Records from a data source
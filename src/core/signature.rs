//! Method descriptor parsing.
//!
//! The execution engine identifies methods by holder, name and a descriptor
//! such as `(IJLjava/lang/Object;[ID)V`. Only the value kinds matter to the
//! calling convention, so reference and array types collapse to `Object`.

use super::error::{CiError, CiResult};
use super::kind::ValueKind;
use std::fmt;

/// Parameter and return kinds of a method descriptor.
#[derive(Debug, Clone, PartialEq, Eq)]
pub struct Signature {
    descriptor: String,
    parameters: Vec<ValueKind>,
    return_kind: ValueKind,
}

impl Signature {
    /// Parse a method descriptor.
    pub fn parse(descriptor: &str) -> CiResult<Self> {
        let invalid = |reason: &str| CiError::InvalidSignature {
            descriptor: descriptor.to_string(),
            reason: reason.to_string(),
        };

        let bytes = descriptor.as_bytes();
        if bytes.first() != Some(&b'(') {
            return Err(invalid("expected '('"));
        }

        let mut pos = 1;
        let mut parameters = Vec::new();
        loop {
            match bytes.get(pos) {
                None => return Err(invalid("missing ')'")),
                Some(b')') => {
                    pos += 1;
                    break;
                }
                Some(_) => {
                    let (kind, next) = parse_field_type(bytes, pos).map_err(|r| invalid(r))?;
                    if kind == ValueKind::Void {
                        return Err(invalid("void parameter"));
                    }
                    parameters.push(kind);
                    pos = next;
                }
            }
        }

        let (return_kind, end) = parse_field_type(bytes, pos).map_err(|r| invalid(r))?;
        if end != bytes.len() {
            return Err(invalid("trailing characters after return type"));
        }

        Ok(Self {
            descriptor: descriptor.to_string(),
            parameters,
            return_kind,
        })
    }

    /// Build a signature directly from kinds.
    pub fn from_kinds(parameters: &[ValueKind], return_kind: ValueKind) -> Self {
        let mut descriptor = String::from("(");
        for kind in parameters {
            match kind {
                ValueKind::Object => descriptor.push_str("Ljava/lang/Object;"),
                other => descriptor.push(other.type_char()),
            }
        }
        descriptor.push(')');
        match return_kind {
            ValueKind::Object => descriptor.push_str("Ljava/lang/Object;"),
            other => descriptor.push(other.type_char()),
        }
        Self {
            descriptor,
            parameters: parameters.to_vec(),
            return_kind,
        }
    }

    pub fn descriptor(&self) -> &str {
        &self.descriptor
    }

    pub fn parameters(&self) -> &[ValueKind] {
        &self.parameters
    }

    pub fn parameter_count(&self) -> usize {
        self.parameters.len()
    }

    pub fn return_kind(&self) -> ValueKind {
        self.return_kind
    }
}

impl fmt::Display for Signature {
    fn fmt(&self, f: &mut fmt::Formatter<'_>) -> fmt::Result {
        f.write_str(&self.descriptor)
    }
}

/// Parse one field type starting at `pos`, returning its kind and the next position.
fn parse_field_type(bytes: &[u8], pos: usize) -> Result<(ValueKind, usize), &'static str> {
    match bytes.get(pos) {
        None => Err("unexpected end of descriptor"),
        Some(b'L') => {
            let end = bytes[pos..]
                .iter()
                .position(|&b| b == b';')
                .ok_or("unterminated class name")?;
            if end == 1 {
                return Err("empty class name");
            }
            Ok((ValueKind::Object, pos + end + 1))
        }
        Some(b'[') => {
            let mut component = pos + 1;
            while bytes.get(component) == Some(&b'[') {
                component += 1;
            }
            let (kind, next) = parse_field_type(bytes, component)?;
            if kind == ValueKind::Void {
                return Err("array of void");
            }
            Ok((ValueKind::Object, next))
        }
        Some(&b) => ValueKind::from_primitive_or_void_type_char(b as char)
            .map(|kind| (kind, pos + 1))
            .map_err(|_| "unknown type character"),
    }
}

#[cfg(test)]
mod tests {
    use super::*;

    #[test]
    fn test_parse_mixed_descriptor() {
        let sig = Signature::parse("(IJLjava/lang/Object;IIID)V").unwrap();
        assert_eq!(
            sig.parameters(),
            &[
                ValueKind::Int,
                ValueKind::Long,
                ValueKind::Object,
                ValueKind::Int,
                ValueKind::Int,
                ValueKind::Int,
                ValueKind::Double,
            ]
        );
        assert_eq!(sig.return_kind(), ValueKind::Void);
    }

    #[test]
    fn test_parse_arrays_and_empty() {
        let sig = Signature::parse("([[I[Ljava/lang/String;Z)[J").unwrap();
        assert_eq!(
            sig.parameters(),
            &[ValueKind::Object, ValueKind::Object, ValueKind::Boolean]
        );
        assert_eq!(sig.return_kind(), ValueKind::Object);

        let empty = Signature::parse("()F").unwrap();
        assert_eq!(empty.parameter_count(), 0);
        assert_eq!(empty.return_kind(), ValueKind::Float);
    }

    #[test]
    fn test_parse_rejects_malformed() {
        for bad in ["", "I)V", "(I", "(V)V", "(Ljava/lang/Object)V", "(I)VX", "(Q)V", "([V)V"] {
            assert!(
                matches!(Signature::parse(bad), Err(CiError::InvalidSignature { .. })),
                "accepted {bad:?}"
            );
        }
    }

    #[test]
    fn test_from_kinds_round_trips_descriptor() {
        let sig = Signature::from_kinds(&[ValueKind::Int, ValueKind::Object], ValueKind::Double);
        assert_eq!(sig.descriptor(), "(ILjava/lang/Object;)D");
        assert_eq!(Signature::parse(sig.descriptor()).unwrap(), sig);
    }
}
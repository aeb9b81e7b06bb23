// This module holds the architecture-neutral building blocks of the compiler interface:
// value kinds and method descriptors, register identities and register sets, architecture
// and target descriptors, calling convention locations together with the assigner that
// produces them, the RegisterConfig trait implemented per architecture, the VM
// configuration snapshot and the crate-wide error type. Nothing here owns global state.

//! Core types shared by all architectures.
//!
//! # Key Components
//!
//! ## Registers (`register`, `register_config`)
//! - Statically enumerated registers, number-keyed register sets
//! - Allocatable and caller-saved set construction
//!
//! ## Calling conventions (`calling_convention`)
//! - Register-or-stack [`Location`] sum type
//! - Lane-aware assignment of parameters and return values

pub mod arch;
pub mod calling_convention;
pub mod error;
pub mod kind;
pub mod register;
pub mod register_config;
pub mod signature;
pub mod vm_config;

pub use arch::{ArchKind, Architecture, TargetDescription};
pub use calling_convention::{CallingConvention, CallingConventionType, Location, StackSlot};
pub use error::{CiError, CiResult};
pub use kind::{Lane, ValueKind};
pub use register::{Register, RegisterAttributes, RegisterCategory, RegisterSet};
pub use register_config::RegisterConfig;
pub use signature::Signature;
pub use vm_config::VmConfig;
// This file contains integration tests for register catalogs and calling conventions across
// both supported architectures. It checks the allocatable register arithmetic with and
// without compressed references, the caller-saved closure property, register assignment
// for signatures that fit in the parameter pools, overflow to strictly increasing word
// aligned stack slots, and the concrete x86-64 managed-call scenarios for mixed signatures.

use jitci::core::calling_convention::Location;
use jitci::core::register::RegisterSet;
use jitci::core::signature::Signature;
use jitci::runtime::backend::find_factory;
use jitci::runtime::{Backend, BackendFactory, ServiceRegistry};
use jitci::{CallingConventionType, RegisterConfig, ValueKind, VmConfig};

const ARCHITECTURES: [(&str, usize, usize); 2] = [
    // (name, register count, reserved count)
    ("amd64", 32, 2),
    ("aarch64", 65, 7),
];

fn make_backend(arch: &str, compressed: bool, windows: bool) -> Backend {
    let config = VmConfig::for_architecture(arch)
        .with_compressed_oops(compressed)
        .with_windows_os(windows);
    let services = ServiceRegistry::with_builtin_backends();
    find_factory(services.backend_factories(), arch)
        .unwrap()
        .create_backend(&config, None)
        .unwrap()
}

fn parameter_pool_len(cfg: &dyn RegisterConfig, ty: CallingConventionType) -> usize {
    cfg.calling_convention_registers(ty, ValueKind::Int).len()
}

#[test]
fn test_allocatable_count_arithmetic() {
    let _ = env_logger::builder().is_test(true).try_init();

    for (arch, total, reserved) in ARCHITECTURES {
        for compressed in [false, true] {
            let backend = make_backend(arch, compressed, false);
            let cfg = backend.register_config();
            assert_eq!(cfg.architecture().registers.len(), total);
            let expected = total - reserved - usize::from(compressed);
            assert_eq!(
                cfg.allocatable_registers().len(),
                expected,
                "{} compressed={}",
                arch,
                compressed
            );
        }
    }
}

#[test]
fn test_caller_saved_closure() {
    for (arch, _, _) in ARCHITECTURES {
        for windows in [false, true] {
            let backend = make_backend(arch, true, windows);
            let cfg = backend.register_config();
            let mut pools = RegisterSet::from_registers(cfg.allocatable_registers());
            for ty in [
                CallingConventionType::ManagedCall,
                CallingConventionType::ManagedCallee,
                CallingConventionType::NativeCall,
            ] {
                for kind in [ValueKind::Int, ValueKind::Double] {
                    pools.union(&RegisterSet::from_registers(cfg.calling_convention_registers(ty, kind)));
                }
            }
            let saved = RegisterSet::from_registers(cfg.caller_save_registers());
            assert!(saved.is_subset(&pools), "{}", arch);
            assert!(RegisterSet::from_registers(cfg.allocatable_registers()).is_subset(&saved));
        }
    }
}

#[test]
fn test_signatures_within_pool_use_no_stack() {
    for (arch, _, _) in ARCHITECTURES {
        let backend = make_backend(arch, false, false);
        let cfg = backend.register_config();
        for ty in [CallingConventionType::ManagedCall, CallingConventionType::NativeCall] {
            let pool = parameter_pool_len(cfg, ty);
            for n in 0..=pool {
                let params = vec![ValueKind::Long; n];
                let cc = cfg.calling_convention(ty, ValueKind::Void, &params);
                assert_eq!(cc.stack_size(), 0, "{} {:?} n={}", arch, ty, n);
                assert!(cc.arguments().iter().all(|l| l.register().is_some()));
            }
        }
    }
}

#[test]
fn test_overflow_offsets_strictly_increase() {
    for (arch, _, _) in ARCHITECTURES {
        let backend = make_backend(arch, false, false);
        let cfg = backend.register_config();
        let ty = CallingConventionType::ManagedCall;
        let pool = cfg.calling_convention_registers(ty, ValueKind::Int).to_vec();
        let params = [ValueKind::Int, ValueKind::Object, ValueKind::Long, ValueKind::Short]
            .iter()
            .copied()
            .cycle()
            .take(pool.len() + 5)
            .collect::<Vec<_>>();
        let cc = cfg.calling_convention(ty, ValueKind::Object, &params);

        for (i, reg) in pool.iter().enumerate() {
            assert_eq!(cc.argument(i).register(), Some(*reg));
        }
        let offsets: Vec<_> = cc.arguments()[pool.len()..]
            .iter()
            .map(|l| l.stack_slot().unwrap().offset)
            .collect();
        assert_eq!(offsets[0], 0);
        for pair in offsets.windows(2) {
            assert!(pair[1] >= pair[0] + 8, "{}: {:?}", arch, offsets);
        }
        assert!(cc.stack_size() >= offsets[offsets.len() - 1] + 8);
    }
}

#[test]
fn test_amd64_mixed_signature_scenario() {
    let backend = make_backend("amd64", false, false);
    let cfg = backend.register_config();
    let signature = Signature::parse("(IJLjava/lang/Object;IIID)V").unwrap();
    let cc = cfg.calling_convention(
        CallingConventionType::ManagedCall,
        signature.return_kind(),
        signature.parameters(),
    );
    let names: Vec<_> = cc.arguments().iter().map(|l| l.register().unwrap().name).collect();
    assert_eq!(names, ["rsi", "rdx", "rcx", "r8", "r9", "rdi", "xmm0"]);
    assert_eq!(cc.stack_size(), 0);
    assert!(cc.return_location().is_none());
}

#[test]
fn test_amd64_seventh_integer_on_stack() {
    let backend = make_backend("amd64", false, false);
    let cfg = backend.register_config();
    let cc = cfg.calling_convention(CallingConventionType::ManagedCall, ValueKind::Void, &[ValueKind::Int; 7]);
    match cc.argument(6) {
        Location::Stack(slot) => {
            assert_eq!(slot.offset, 0);
            assert_eq!(slot.size, 8);
            assert!(!slot.add_frame_size);
        }
        other => panic!("expected a stack slot, got {}", other),
    }
}

#[test]
fn test_callee_view_adds_frame_size() {
    let backend = make_backend("amd64", false, false);
    let cfg = backend.register_config();
    let cc = cfg.calling_convention(CallingConventionType::ManagedCallee, ValueKind::Int, &[ValueKind::Int; 7]);
    assert!(cc.argument(6).stack_slot().unwrap().add_frame_size);
    let managed = cfg.calling_convention_registers(CallingConventionType::ManagedCall, ValueKind::Int);
    assert_eq!(cc.argument(0).register(), managed.first().copied());
}

#[test]
fn test_attributes_map_covers_every_register() {
    for (arch, total, _) in ARCHITECTURES {
        let backend = make_backend(arch, false, false);
        let cfg = backend.register_config();
        let map = cfg.attributes_map();
        assert_eq!(map.len(), total);
        assert!(map.iter().all(|a| !a.callee_save));
        assert_eq!(
            map.iter().filter(|a| a.allocatable).count(),
            cfg.allocatable_registers().len()
        );
    }
}

#[test]
fn test_filter_allocatable_by_kind() {
    let backend = make_backend("aarch64", false, false);
    let cfg = backend.register_config();
    let floats = cfg.filter_allocatable_registers(ValueKind::Float, cfg.allocatable_registers());
    assert_eq!(floats.len(), 32);
    let ints = cfg.filter_allocatable_registers(ValueKind::Object, cfg.allocatable_registers());
    assert_eq!(ints.len(), 26);
    assert!(ints.iter().all(|r| r.is_general_purpose()));
}

#[test]
fn test_factory_word_size_check() {
    let mut config = VmConfig::for_architecture("amd64");
    config.word_size = 4;
    let services = ServiceRegistry::with_builtin_backends();
    let factory = find_factory(services.backend_factories(), "amd64").unwrap();
    let err = factory.create_backend(&config, None).err().unwrap();
    assert!(err.to_string().contains("amd64"));
}
// This module defines what a pluggable compiler looks like to the runtime. A CompilerFactory
// is registered under a name and, once selected, creates the single Compiler instance used
// for the rest of the process. Factories written specifically for this runtime can also
// implement RuntimeCompilerFactory to steer tiered compilation: they pick a compilation level
// adjustment policy, supply method name prefixes the execution engine treats as trivial, and
// may adjust the level chosen for individual methods. Compilers answer requests either with
// the runtime's own CompilationRequestResult or with any other type implementing
// RequestResult, which the runtime normalizes before handing it back to the engine.

//! Compiler, compiler factory and compilation request types.

use super::runtime::Runtime;
use crate::core::error::{CiError, CiResult};
use crate::core::signature::Signature;
use crate::core::vm_config::VmConfig;
use std::fmt;
use std::sync::Arc;

/// Entry BCI of a standard, non-OSR compilation.
pub const INVOCATION_ENTRY_BCI: i32 = -1;

/// Tiered compilation levels.
#[derive(Debug, Clone, Copy, PartialEq, Eq, Hash, PartialOrd, Ord)]
pub enum CompilationLevel {
    None,
    Simple,
    LimitedProfile,
    FullProfile,
    FullOptimization,
}

impl CompilationLevel {
    /// Map the VM's numeric level, `None` if it is not one of the known values.
    pub fn from_vm(config: &VmConfig, level: i32) -> Option<Self> {
        let mapped = if level == config.compilation_level_none {
            CompilationLevel::None
        } else if level == config.compilation_level_simple {
            CompilationLevel::Simple
        } else if level == config.compilation_level_limited_profile {
            CompilationLevel::LimitedProfile
        } else if level == config.compilation_level_full_profile {
            CompilationLevel::FullProfile
        } else if level == config.compilation_level_full_optimization {
            CompilationLevel::FullOptimization
        } else {
            return None;
        };
        Some(mapped)
    }

    pub fn to_vm(self, config: &VmConfig) -> i32 {
        match self {
            CompilationLevel::None => config.compilation_level_none,
            CompilationLevel::Simple => config.compilation_level_simple,
            CompilationLevel::LimitedProfile => config.compilation_level_limited_profile,
            CompilationLevel::FullProfile => config.compilation_level_full_profile,
            CompilationLevel::FullOptimization => config.compilation_level_full_optimization,
        }
    }
}

/// Which method attributes the VM passes when asking for a level adjustment.
#[derive(Debug, Clone, Copy, PartialEq, Eq, Hash, Default)]
pub enum CompilationLevelAdjustment {
    /// No adjustment requests.
    #[default]
    None,
    /// Adjust based on the declaring type.
    ByHolder,
    /// Adjust based on declaring type, name and signature.
    ByFullSignature,
}

impl CompilationLevelAdjustment {
    pub fn to_vm(self, config: &VmConfig) -> i32 {
        match self {
            CompilationLevelAdjustment::None => config.comp_level_adjustment_none,
            CompilationLevelAdjustment::ByHolder => config.comp_level_adjustment_by_holder,
            CompilationLevelAdjustment::ByFullSignature => config.comp_level_adjustment_by_full_signature,
        }
    }
}

/// A method to be compiled.
#[derive(Debug, Clone, PartialEq, Eq)]
pub struct MethodRef {
    pub holder: String,
    pub name: String,
    pub signature: Signature,
}

impl MethodRef {
    pub fn new(holder: impl Into<String>, name: impl Into<String>, signature: Signature) -> Self {
        Self {
            holder: holder.into(),
            name: name.into(),
            signature,
        }
    }

    /// Build a method reference from a JVM method descriptor.
    pub fn parse(holder: impl Into<String>, name: impl Into<String>, descriptor: &str) -> CiResult<Self> {
        Ok(Self::new(holder, name, Signature::parse(descriptor)?))
    }
}

impl fmt::Display for MethodRef {
    fn fmt(&self, f: &mut fmt::Formatter<'_>) -> fmt::Result {
        write!(f, "{}.{}{}", self.holder, self.name, self.signature.descriptor())
    }
}

/// A request from the execution engine to compile one method.
#[derive(Debug, Clone)]
pub struct CompilationRequest {
    pub method: MethodRef,
    /// Bytecode index to enter at, [`INVOCATION_ENTRY_BCI`] for a standard compile.
    pub entry_bci: i32,
    /// Opaque handle to the engine's compilation environment.
    pub env: u64,
    pub id: i32,
}

impl CompilationRequest {
    pub fn new(method: MethodRef, entry_bci: i32, env: u64, id: i32) -> Self {
        Self {
            method,
            entry_bci,
            env,
            id,
        }
    }

    /// On-stack replacement compilation.
    pub fn is_osr(&self) -> bool {
        self.entry_bci != INVOCATION_ENTRY_BCI
    }
}

/// Result shape handed back to the execution engine.
#[derive(Debug, Clone, PartialEq, Eq)]
pub enum CompilationRequestResult {
    Success {
        /// Bytecodes inlined into the compiled method, -1 if unknown.
        inlined_bytecodes: i32,
    },
    Failure {
        message: String,
        /// Whether the engine may retry the request later.
        retry: bool,
    },
}

impl CompilationRequestResult {
    pub fn success(inlined_bytecodes: i32) -> Self {
        CompilationRequestResult::Success { inlined_bytecodes }
    }

    pub fn failure(message: impl Into<String>, retry: bool) -> Self {
        CompilationRequestResult::Failure {
            message: message.into(),
            retry,
        }
    }

    pub fn is_success(&self) -> bool {
        matches!(self, CompilationRequestResult::Success { .. })
    }

    pub fn failure_message(&self) -> Option<&str> {
        match self {
            CompilationRequestResult::Failure { message, .. } => Some(message),
            CompilationRequestResult::Success { .. } => None,
        }
    }

    pub fn retry(&self) -> bool {
        matches!(self, CompilationRequestResult::Failure { retry: true, .. })
    }
}

impl fmt::Display for CompilationRequestResult {
    fn fmt(&self, f: &mut fmt::Formatter<'_>) -> fmt::Result {
        match self {
            CompilationRequestResult::Success { inlined_bytecodes } => {
                write!(f, "success (inlined bytecodes: {})", inlined_bytecodes)
            }
            CompilationRequestResult::Failure { message, retry } => {
                write!(f, "failure: {} (retry: {})", message, retry)
            }
        }
    }
}

/// A compiler-specific result type.
pub trait RequestResult: Send + fmt::Debug {
    /// Failure description, `None` on success.
    fn failure(&self) -> Option<String>;
}

/// What a compiler returns for a request.
#[derive(Debug)]
pub enum CompileOutcome {
    Native(CompilationRequestResult),
    Foreign(Box<dyn RequestResult>),
}

impl CompileOutcome {
    /// Translate into the runtime's result shape. Foreign failures are never
    /// retried and foreign successes report unknown inlining.
    pub fn normalize(self) -> CompilationRequestResult {
        match self {
            CompileOutcome::Native(result) => result,
            CompileOutcome::Foreign(result) => match result.failure() {
                Some(message) => CompilationRequestResult::failure(message, false),
                None => CompilationRequestResult::success(-1),
            },
        }
    }
}

impl From<CompilationRequestResult> for CompileOutcome {
    fn from(result: CompilationRequestResult) -> Self {
        CompileOutcome::Native(result)
    }
}

pub trait Compiler: Send + Sync {
    fn compile_method(&self, request: &CompilationRequest) -> CiResult<CompileOutcome>;
}

/// Creates the process-wide compiler.
pub trait CompilerFactory: Send + Sync {
    /// Name matched against the `Compiler` option.
    fn compiler_name(&self) -> &str;

    /// Called once when this factory is selected.
    fn on_selection(&self) {}

    fn create_compiler(&self, runtime: &Runtime) -> CiResult<Arc<dyn Compiler>>;

    /// Runtime-specific extensions, if this factory provides them.
    fn runtime_factory(&self) -> Option<&dyn RuntimeCompilerFactory> {
        None
    }
}

/// Tiered compilation hooks for factories written against this runtime.
pub trait RuntimeCompilerFactory: Send + Sync {
    fn compilation_level_adjustment(&self) -> CompilationLevelAdjustment {
        CompilationLevelAdjustment::None
    }

    /// Method name prefixes the execution engine may treat as trivial.
    fn trivial_prefixes(&self) -> Vec<String> {
        Vec::new()
    }

    /// Potentially change the level chosen for a method. `holder` is the
    /// declaring type; `name` and `signature` are only meaningful under
    /// [`CompilationLevelAdjustment::ByFullSignature`].
    fn adjust_compilation_level(
        &self,
        _holder: &str,
        _name: &str,
        _signature: &str,
        _is_osr: bool,
        level: CompilationLevel,
    ) -> CompilationLevel {
        level
    }
}

/// Compiler used when no compiler was requested. Every request fails.
#[derive(Debug, Default)]
pub struct StubCompiler;

impl Compiler for StubCompiler {
    fn compile_method(&self, _request: &CompilationRequest) -> CiResult<CompileOutcome> {
        Err(CiError::NoCompilerSelected)
    }
}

» **EXERCISE REQUIREMENTS**:
Lines with "chosen" in them are what the answer must contain; copy each from the records above.

» **RESPONSE TO THE TASK**:
// may adjust the level chosen for individual methods. Compilers answer requests either with
    /// Potentially change the level chosen for a method. `holder` is the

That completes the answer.